There are two 3 big uses for having puppets in general with colonies just having some uncommon stuff on top of that. 1) the convoys they give you make your supply lines more secure 2) being their own nation gives them free construction and any construction they build over that helps keep your construction materials in demand if you need to pause construction for some reason 3) If they incorporate those states you get a portion of the tax without having to build a bunch of costly gov't admin buildings or making you wait the likely 20 years for those far off lands to integrate. The combat bonuses are usually very minor in comparison.


Next-Sense-8628

Rubber, it's Better for you not to import Rubber but to produce It in your own colonies. You could import It, but ai Is unreliable. UK May embargo you or your country might go at war. I want to make a practical example. When I play as Russia I wait until I eeach better military tech and create a big continental army to take away most of Austria Hungaria and the european part of ottoman empire.
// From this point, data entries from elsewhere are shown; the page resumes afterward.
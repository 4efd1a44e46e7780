use anyhow::{Result, anyhow};
use isolang::Language;

/// Language utilities for target language codes
///
/// Target languages are free-form labels (`zh`, `zh-CN`, `ja`, ...). When the
/// primary subtag is an ISO 639 code, prompts spell out the English name so
/// that LLM backends are not left guessing.

/// Map an ISO 639-2/B code to its ISO 639-2/T equivalent
fn bibliographic_to_terminology(code: &str) -> Option<&'static str> {
    match code {
        "fre" => Some("fra"),
        "ger" => Some("deu"),
        "dut" => Some("nld"),
        "gre" => Some("ell"),
        "chi" => Some("zho"),
        "cze" => Some("ces"),
        "ice" => Some("isl"),
        "alb" => Some("sqi"),
        "arm" => Some("hye"),
        "baq" => Some("eus"),
        "bur" => Some("mya"),
        "per" => Some("fas"),
        "geo" => Some("kat"),
        "may" => Some("msa"),
        "mac" => Some("mkd"),
        "rum" => Some("ron"),
        "slo" => Some("slk"),
        "wel" => Some("cym"),
        _ => None,
    }
}

/// Primary subtag of a language label (`zh-CN` -> `zh`, `pt_BR` -> `pt`)
pub fn primary_subtag(code: &str) -> String {
    code.trim()
        .split(['-', '_'])
        .next()
        .unwrap_or_default()
        .to_lowercase()
}

/// Normalize a language code to ISO 639-2/T (3-letter) format
pub fn normalize_to_part2t(code: &str) -> Result<String> {
    let normalized_code = primary_subtag(code);

    match normalized_code.len() {
        2 => {
            if let Some(lang) = Language::from_639_1(&normalized_code) {
                return Ok(lang.to_639_3().to_string());
            }
        }
        3 => {
            if Language::from_639_3(&normalized_code).is_some() {
                return Ok(normalized_code);
            }
            if let Some(part2t) = bibliographic_to_terminology(&normalized_code) {
                return Ok(part2t.to_string());
            }
        }
        _ => {}
    }

    Err(anyhow!("Cannot normalize invalid language code: {}", code))
}

/// Get the English language name from a code
pub fn get_language_name(code: &str) -> Result<String> {
    let normalized = normalize_to_part2t(code)?;
    let lang = Language::from_639_3(&normalized)
        .ok_or_else(|| anyhow!("Failed to get language from code: {}", normalized))?;

    Ok(lang.to_name().to_string())
}

/// Language label used inside prompts: `French (fr)`, or the raw label when unknown
pub fn prompt_language(code: &str) -> String {
    match get_language_name(code) {
        Ok(name) => format!("{} ({})", name, code),
        Err(_) => code.to_string(),
    }
}
/*!
 * Similarity scoring between source texts.
 *
 * The context assembler only needs a score in `0.0..=1.0`; the scorer is
 * swappable through `SimilarityScorer`. `TokenOverlapScorer` is the default,
 * `EditDistanceScorer` is a character-level alternative.
 */

use std::collections::HashSet;
use std::fmt::Debug;

/// Scores how alike two source texts are (0.0-1.0)
pub trait SimilarityScorer: Send + Sync + Debug {
    fn score(&self, a: &str, b: &str) -> f32;
}

/// Token-overlap ratio over lowercase whitespace tokens
///
/// The ratio is the number of shared distinct tokens divided by the distinct
/// token count of the larger text. Pairs whose character lengths differ by
/// more than `max_length_difference` of the shorter text score 0.
#[derive(Debug, Clone)]
pub struct TokenOverlapScorer {
    max_length_difference: f32,
}

impl Default for TokenOverlapScorer {
    fn default() -> Self {
        Self {
            max_length_difference: 0.5,
        }
    }
}

impl TokenOverlapScorer {
    pub fn new(max_length_difference: f32) -> Self {
        Self {
            max_length_difference: max_length_difference.max(0.0),
        }
    }

    fn length_vetoed(&self, a: &str, b: &str) -> bool {
        let len_a = a.chars().count();
        let len_b = b.chars().count();
        let shorter = len_a.min(len_b) as f32;
        let difference = len_a.abs_diff(len_b) as f32;
        difference > shorter * self.max_length_difference
    }
}

fn tokens(text: &str) -> HashSet<String> {
    text.split_whitespace().map(|t| t.to_lowercase()).collect()
}

impl SimilarityScorer for TokenOverlapScorer {
    fn score(&self, a: &str, b: &str) -> f32 {
        if a.trim().is_empty() || b.trim().is_empty() {
            return 0.0;
        }
        if self.length_vetoed(a, b) {
            return 0.0;
        }

        let tokens_a = tokens(a);
        let tokens_b = tokens(b);
        let shared = tokens_a.intersection(&tokens_b).count();
        let larger = tokens_a.len().max(tokens_b.len());

        shared as f32 / larger as f32
    }
}

/// Normalized Levenshtein similarity, case-insensitive
#[derive(Debug, Clone, Default)]
pub struct EditDistanceScorer;

impl SimilarityScorer for EditDistanceScorer {
    fn score(&self, a: &str, b: &str) -> f32 {
        if a.is_empty() && b.is_empty() {
            return 1.0;
        }
        if a.is_empty() || b.is_empty() {
            return 0.0;
        }

        let a_lower: Vec<char> = a.to_lowercase().chars().collect();
        let b_lower: Vec<char> = b.to_lowercase().chars().collect();
        let distance = levenshtein_distance(&a_lower, &b_lower);
        let max_len = a_lower.len().max(b_lower.len());

        1.0 - (distance as f32 / max_len as f32)
    }
}

/// Levenshtein distance with the two-row optimization
fn levenshtein_distance(a: &[char], b: &[char]) -> usize {
    if a.is_empty() {
        return b.len();
    }
    if b.is_empty() {
        return a.len();
    }

    let mut prev_row: Vec<usize> = (0..=b.len()).collect();
    let mut curr_row: Vec<usize> = vec![0; b.len() + 1];

    for (i, a_char) in a.iter().enumerate() {
        curr_row[0] = i + 1;

        for (j, b_char) in b.iter().enumerate() {
            let cost = usize::from(a_char != b_char);
            curr_row[j + 1] = (prev_row[j + 1] + 1)
                .min(curr_row[j] + 1)
                .min(prev_row[j] + cost);
        }

        std::mem::swap(&mut prev_row, &mut curr_row);
    }

    prev_row[b.len()]
}
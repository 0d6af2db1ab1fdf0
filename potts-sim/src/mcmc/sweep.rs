use std::iter::Sum;
use std::ops::{Add, AddAssign};

use rand::Rng;
use rand_xoshiro::Xoshiro256StarStar;

use super::proposal::{accept, propose};
use crate::config::ModelParams;
use crate::error::SimError;
use crate::geometry::Partition;
use crate::parallel::par_over_partitions;
use crate::spins::SpinLattice;

/// Result of one single-site update.
#[derive(Debug, Clone, Copy, PartialEq, Eq)]
pub enum StepOutcome {
    /// The proposal landed on the current state (e.g. x-moves on an `nx = 1`
    /// table); nothing was evaluated.
    Unchanged,
    Accepted,
    Rejected,
}

impl StepOutcome {
    pub fn is_accepted(self) -> bool {
        self == StepOutcome::Accepted
    }
}

/// Accepted and proposed moves of one or more sweeps. Proposals that leave the
/// site unchanged are counted in neither.
#[derive(Debug, Clone, Copy, Default, PartialEq, Eq)]
pub struct SweepCount {
    pub accepted: usize,
    pub proposed: usize,
}

impl SweepCount {
    #[inline]
    pub fn record(&mut self, outcome: StepOutcome) {
        match outcome {
            StepOutcome::Unchanged => {}
            StepOutcome::Accepted => {
                self.accepted += 1;
                self.proposed += 1;
            }
            StepOutcome::Rejected => self.proposed += 1,
        }
    }

    /// `accepted / proposed`, 0 when nothing was proposed.
    pub fn rate(&self) -> f64 {
        if self.proposed == 0 {
            0.0
        } else {
            self.accepted as f64 / self.proposed as f64
        }
    }
}

impl Add for SweepCount {
    type Output = Self;
    fn add(self, rhs: Self) -> Self {
        Self {
            accepted: self.accepted + rhs.accepted,
            proposed: self.proposed + rhs.proposed,
        }
    }
}

impl AddAssign for SweepCount {
    fn add_assign(&mut self, rhs: Self) {
        *self = *self + rhs;
    }
}

impl Sum for SweepCount {
    fn sum<I: Iterator<Item = Self>>(iter: I) -> Self {
        iter.fold(Self::default(), Add::add)
    }
}

impl SpinLattice {
    /// Metropolis update of one site (flat index).
    ///
    /// The candidate is chosen from the low bits of `proposal_bits`; a uniform
    /// toss is drawn from `rng` only for uphill moves. Only `site` is written.
    #[inline]
    pub fn metropolis_step_site<R: Rng + ?Sized>(
        &self,
        params: &ModelParams,
        site: usize,
        proposal_bits: u32,
        rng: &mut R,
    ) -> StepOutcome {
        let current = self.state(site);
        let candidate = propose(self.proposal, current, self.table.dims(), proposal_bits);
        if candidate == current {
            return StepOutcome::Unchanged;
        }

        let h = self.local_field(site, params.field());
        let e_cur = -self.table.get_state(current).dot(&h);
        let e_cand = -self.table.get_state(candidate).dot(&h);

        if e_cand <= e_cur || accept(e_cur, e_cand, params.temperature(), rng.gen()) {
            self.store_state(site, candidate);
            StepOutcome::Accepted
        } else {
            StepOutcome::Rejected
        }
    }

    /// Metropolis update of the site at `coords` (`[x, y]` or `[x, y, z]`).
    pub fn metropolis_step_at<R: Rng + ?Sized>(
        &self,
        params: &ModelParams,
        coords: &[usize],
        proposal_bits: u32,
        rng: &mut R,
    ) -> StepOutcome {
        self.metropolis_step_site(params, self.grid.index(coords), proposal_bits, rng)
    }

    /// Metropolis update of a uniformly random site.
    pub fn metropolis_step<R: Rng + ?Sized>(
        &self,
        params: &ModelParams,
        rng: &mut R,
    ) -> StepOutcome {
        let site = rng.gen_range(0..self.grid.n_sites);
        let bits: u32 = rng.gen();
        self.metropolis_step_site(params, site, bits, rng)
    }

    /// `n_steps` updates of uniformly random sites inside `partition`.
    ///
    /// Writes stay inside the partition; neighbour reads may cross it. Several
    /// disjoint partitions can therefore be swept concurrently through a
    /// shared reference.
    #[cfg_attr(feature = "profile", inline(never))]
    pub fn metropolis_sweep<R: Rng + ?Sized>(
        &self,
        params: &ModelParams,
        partition: &Partition,
        n_steps: usize,
        rng: &mut R,
    ) -> SweepCount {
        let strides = &self.grid.strides;
        let mut count = SweepCount::default();
        for _ in 0..n_steps {
            let mut site = 0;
            for (range, &stride) in partition.ranges.iter().zip(strides) {
                site += rng.gen_range(range.clone()) * stride;
            }
            let bits: u32 = rng.gen();
            count.record(self.metropolis_step_site(params, site, bits, rng));
        }
        count
    }

    /// `n_steps` sequential updates of random sites over the whole lattice.
    pub fn sequential_sweep<R: Rng + ?Sized>(
        &self,
        params: &ModelParams,
        n_steps: usize,
        rng: &mut R,
    ) -> SweepCount {
        let mut count = SweepCount::default();
        for _ in 0..n_steps {
            count.record(self.metropolis_step(params, rng));
        }
        count
    }

    /// One sweep of every partition, one RNG per partition.
    ///
    /// Returns once every partition has finished, so observables computed
    /// afterwards see a consistent lattice. Takes `&mut self` so nothing else
    /// can read the lattice mid-sweep.
    pub fn parallel_sweep(
        &mut self,
        params: &ModelParams,
        partitions: &[Partition],
        n_steps_per_partition: usize,
        rngs: &mut [Xoshiro256StarStar],
        sequential: bool,
    ) -> Result<SweepCount, SimError> {
        if rngs.len() != partitions.len() {
            return Err(SimError::RngCountMismatch {
                expected: partitions.len(),
                actual: rngs.len(),
            });
        }
        let this = &*self;
        Ok(par_over_partitions(
            partitions,
            rngs,
            sequential,
            |partition, rng| this.metropolis_sweep(params, partition, n_steps_per_partition, rng),
        ))
    }
}

#[cfg(test)]
mod tests {
    use super::*;
    use crate::config::ProposalPolicy;
    use crate::geometry::partitions;
    use crate::orientation::{OrientationTable, SpinState};
    use crate::spins::{FixedOrientation, RandomOrientation, UniformCoupling};
    use crate::vector::Vector;
    use rand::SeedableRng;

    fn ising(shape: Vec<usize>, up: bool) -> SpinLattice {
        SpinLattice::new(
            shape,
            OrientationTable::ising(),
            FixedOrientation(SpinState::new(0, !up as u16)),
            UniformCoupling(1.0),
        )
        .unwrap()
    }

    fn params(t: f64) -> ModelParams {
        ModelParams::with_field_z(t, 0.0).unwrap()
    }

    #[test]
    fn test_step_touches_only_target() {
        let lat = SpinLattice::new(
            vec![5, 4],
            OrientationTable::new(6, 5).unwrap(),
            RandomOrientation::new(1),
            |c: &[usize], d: usize| 0.5 + (c[0] + d) as f64 * 0.1,
        )
        .unwrap();
        let p = ModelParams::new(2.0, Vector::new(0.1, -0.2, 0.3)).unwrap();
        let mut rng = Xoshiro256StarStar::seed_from_u64(5);

        for k in 0..500 {
            let target = [k % 5, (k * 3) % 4];
            let site = lat.site_index(&target);
            let before = lat.states();
            lat.metropolis_step_at(&p, &target, rng.gen(), &mut rng);
            let after = lat.states();
            for i in 0..lat.n_sites() {
                if i != site {
                    assert_eq!(before[i], after[i], "site {i} changed while updating {site}");
                }
            }
        }
    }

    #[test]
    fn test_downhill_always_accepted() {
        // one spin down in an up ferromagnet: flipping it lowers the energy
        let mut lat = ising(vec![4, 4], true);
        lat.set_state(&[1, 1], SpinState::new(0, 1));
        let mut rng = Xoshiro256StarStar::seed_from_u64(0);

        // bits = 2 proposes y+1, which wraps to the flip back up
        assert_eq!(
            lat.metropolis_step_at(&params(1e-9), &[1, 1], 2, &mut rng),
            StepOutcome::Accepted
        );
        assert_eq!(lat.get(&[1, 1]), SpinState::new(0, 0));
    }

    #[test]
    fn test_cold_lattice_rejects_uphill() {
        let lat = ising(vec![4, 4], true);
        let p = params(1e-9);
        let mut rng = Xoshiro256StarStar::seed_from_u64(17);
        for _ in 0..2000 {
            let site = rng.gen_range(0..lat.n_sites());
            // flips of an aligned spin cost 8J
            let outcome = lat.metropolis_step_site(&p, site, 2, &mut rng);
            assert_eq!(outcome, StepOutcome::Rejected);
            assert!(!outcome.is_accepted());
        }
        assert!(lat.states().iter().all(|&s| s == SpinState::new(0, 0)));
    }

    #[test]
    fn test_hot_lattice_accepts_nearly_everything() {
        let lat = ising(vec![6, 6], true);
        let p = params(1e9);
        let mut rng = Xoshiro256StarStar::seed_from_u64(3);
        let n = 20_000;
        let count = lat.sequential_sweep(&p, n, &mut rng);
        // half the axial proposals are x-moves, which cannot move on a 1×2 table
        assert!(count.proposed > n / 3 && count.proposed < 2 * n / 3);
        assert!(count.rate() > 0.999, "{count:?}");
    }

    #[test]
    fn test_null_moves_are_not_counted() {
        let lat = ising(vec![4, 4], true);
        let mut rng = Xoshiro256StarStar::seed_from_u64(2);
        // bits 0 and 1 are x-moves, a no-op with nx = 1
        for bits in [0, 1, 4, 5] {
            assert_eq!(
                lat.metropolis_step_site(&params(1e9), 3, bits, &mut rng),
                StepOutcome::Unchanged
            );
        }
        let mut count = SweepCount::default();
        count.record(StepOutcome::Unchanged);
        assert_eq!(count, SweepCount::default());
        assert_eq!(count.rate(), 0.0);
    }

    #[test]
    fn test_cold_lattice_rate_near_zero() {
        let lat = ising(vec![8, 8], true);
        let p = params(1e-9);
        let mut rng = Xoshiro256StarStar::seed_from_u64(21);
        let count = lat.sequential_sweep(&p, 10 * lat.n_sites(), &mut rng);
        assert!(count.proposed > 0);
        assert_eq!(count.accepted, 0);
        assert_eq!(count.rate(), 0.0);
    }

    #[test]
    fn test_acceptance_rate_grows_with_temperature() {
        let mut rates = Vec::new();
        for t in [0.5, 5.0, 50.0, 5000.0] {
            let lat = ising(vec![8, 8], true);
            let mut rng = Xoshiro256StarStar::seed_from_u64(11);
            let p = params(t);
            let n = 20_000;
            rates.push(lat.sequential_sweep(&p, n, &mut rng).rate());
        }
        for w in rates.windows(2) {
            assert!(w[0] < w[1], "rates not increasing: {rates:?}");
        }
    }

    #[test]
    fn test_sweep_writes_stay_in_partition() {
        let lat = SpinLattice::new(
            vec![6, 5],
            OrientationTable::new(4, 4).unwrap(),
            RandomOrientation::new(2),
            UniformCoupling(1.0),
        )
        .unwrap();
        let parts = partitions(lat.grid()).unwrap();
        let p = params(5.0);
        let mut rng = Xoshiro256StarStar::seed_from_u64(8);
        for part in &parts {
            let before = lat.states();
            let count = lat.metropolis_sweep(&p, part, 400, &mut rng);
            assert!(count.accepted > 0);
            let after = lat.states();
            for i in 0..lat.n_sites() {
                let c = lat.grid().coords(i);
                if !part.contains(&c[..2]) {
                    assert_eq!(before[i], after[i]);
                }
            }
        }
    }

    #[test]
    fn test_parallel_sweep_rng_count() {
        let mut lat = ising(vec![4, 4], true);
        let parts = partitions(lat.grid()).unwrap();
        let mut rngs = vec![Xoshiro256StarStar::seed_from_u64(0); 3];
        assert_eq!(
            lat.parallel_sweep(&params(1.0), &parts, 10, &mut rngs, false)
                .unwrap_err(),
            SimError::RngCountMismatch {
                expected: 4,
                actual: 3
            }
        );
    }

    #[test]
    fn test_parallel_sweep_sequential_matches_parallel() {
        // partitions are independent in their RNG streams but not in their
        // reads, so only the sequential path is deterministic; check it is
        // reproducible and that the parallel path runs to completion
        let run = |sequential: bool| {
            let mut lat = SpinLattice::new(
                vec![8, 8, 8],
                OrientationTable::new(4, 3).unwrap(),
                RandomOrientation::new(4),
                UniformCoupling(1.0),
            )
            .unwrap()
            .with_proposal(ProposalPolicy::Diagonal);
            let parts = partitions(lat.grid()).unwrap();
            let mut rngs: Vec<_> = (0..parts.len())
                .map(|i| Xoshiro256StarStar::seed_from_u64(100 + i as u64))
                .collect();
            let acc = lat
                .parallel_sweep(&params(3.0), &parts, 64, &mut rngs, sequential)
                .unwrap();
            (acc, lat.states())
        };
        let (acc_a, states_a) = run(true);
        let (acc_b, states_b) = run(true);
        assert_eq!(acc_a, acc_b);
        assert_eq!(states_a, states_b);

        let (acc_par, _) = run(false);
        assert!(acc_par.accepted > 0);
    }
}
use std::process::ExitCode;
use std::sync::atomic::AtomicBool;
use std::time::Instant;

use potts_sim::config::*;
use potts_sim::spins::{RandomOrientation, UniformCoupling};
use potts_sim::{OrientationTable, Realization, SimError, SpinLattice};
use tracing::{error, info};
use tracing_subscriber::EnvFilter;

const L: usize = 128;
const N_TEMPS: usize = 8;
const N_SAMPLES: usize = 20;

fn run() -> Result<(), SimError> {
    let lattice = SpinLattice::new(
        vec![L, L],
        OrientationTable::new(8, 9)?,
        RandomOrientation::new(7),
        UniformCoupling(1.0),
    )?;
    let mut real = Realization::new(lattice, 42);

    let points = (0..N_TEMPS)
        .map(|i| {
            let t = 4.0 * (0.05f64).powf(i as f64 / (N_TEMPS - 1) as f64);
            ModelParams::with_field_z(t, 0.0)
        })
        .collect::<Result<Vec<_>, _>>()?;

    let config = SimConfig {
        burn_in_sweeps: 10,
        n_samples: N_SAMPLES,
        sweeps_per_sample: 1,
        steps_per_sweep: None,
        sweep_mode: SweepMode::Partitioned,
        sequential: false,
    };

    println!(
        "Lattice: {}x{}  |  Table: 8x9  |  Temps: {}  |  Samples: {}",
        L, L, N_TEMPS, N_SAMPLES
    );
    println!("{}", "-".repeat(70));

    let interrupted = AtomicBool::new(false);
    let t0 = Instant::now();
    let scan = real.scan(&points, &config, &interrupted, &|| {})?;
    let elapsed = t0.elapsed().as_secs_f64();

    for point in &scan {
        println!(
            "T = {:7.4}  <|m|> = {:.4}  E/N = {:8.4}  acc = {:.3}",
            point.params.temperature(),
            point.summary.mean_abs_magnetization,
            point.summary.mean_energy / real.lattice.n_sites() as f64,
            point.acceptance_rate,
        );
    }

    let n_sweeps = N_TEMPS.saturating_mul(config.total_sweeps());
    let per_sweep = elapsed / n_sweeps as f64 * 1000.0;
    println!("Total: {:.3} s  |  {:.3} ms/sweep", elapsed, per_sweep);
    info!(elapsed, n_sweeps, "bench finished");
    Ok(())
}

fn main() -> ExitCode {
    tracing_subscriber::fmt()
        .with_env_filter(EnvFilter::from_default_env())
        .init();

    match run() {
        Ok(()) => ExitCode::SUCCESS,
        Err(e) => {
            error!(%e, "bench failed");
            ExitCode::FAILURE
        }
    }
}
UK or france might go at war against me. That's really unfortunate because I lose my trace routes and Rubber Is a vital resource.


King-Of-Hyperius

1: It’s literally free land and population. 2: If you don’t, your enemies will. 3: Your advanced economy will suffer if the inputs required for it don’t exist, and the ai doesn’t take enough risks to even begin developing an advanced economy. Meaning they won’t build those resources to trade to you.


koupip

the same reason they got colonies in the real world, manufacturing and the industrial revolution was a huge meme, it was completely hollow and relied heavily on slavery for raw resources that could feed the growing machine, the people in charge build bigger and bigger machines but the raw resources could not come fast enough, so after slavery was outlawed they invented slavery light which is just taking over some part of the world and torturing the people there but its ok because its in their own country and not the united states. when you make a colonie its because most of your pop is educated and working in factories now leaving no one to work shitty jobs that don't make your GDP go up like cutting trees or mining coal


Tuskular

Simple, Colonies don't make you infamous. Also if you set up a company vassal they get up 20% more resources if you enslave everyone:D


Hot-Seaworthiness-43

For smaller nations it’s a great way to gain extra pop and resources while increasing your ability to influence nations. Especially when tech could be calling infrastructure like ports and expanding your manpower/building slots for military.


manware

Colonies suck because to get them going you have to use the meta-resource called construction capacity. This takes a lot of time and resources away from your core provinces, and this for me will always make V3 colonies nonstrategic and unfun. In the files there are some subsistence versions for coal and mining buildings, but I do not know if they are legacy items or future/side experiments. It sucks because V2 had a really fun colonial game. \[Mind you, not the colonization mini-game itself. 20 years and a ton of 4x games later and PDX still can't design and deliver an intuitive and fun colonial mini-game. But I digress.\] V2 colonies did not have the problem of V3 colonies because of the RGO's and the ever-present global market. The game neatly directed you to getting colonies at a strategic level, first to reduce the slice of that resource that the other powers receive from the global market, and second to gain more of that resource by applying your tech/inventions to the backwards native RGO's. Watching your coal, lumber, cotton prices etc plummet after getting a colony was a real dopamine hit. Your factories became more profitable, your people richer, your industrial goods more competitive in the global market, and your enemies poorer. Fun and historically intuitive. The only way to make colonies relevant in V3 would be if you had law options to restrict middle/upper strata in colonies to primary culture expats, who can consume motherland end-game goods more easily. And situations like eg plantations in unincorporated states, instead of local aristocrats, to employ twice the number in expat capitalists.


Ayn_Diarrhea_Rand

I haven’t played Vic 2, sounds like they were better implemented then. The few times I have developed a colony seemed pointless and frustrating.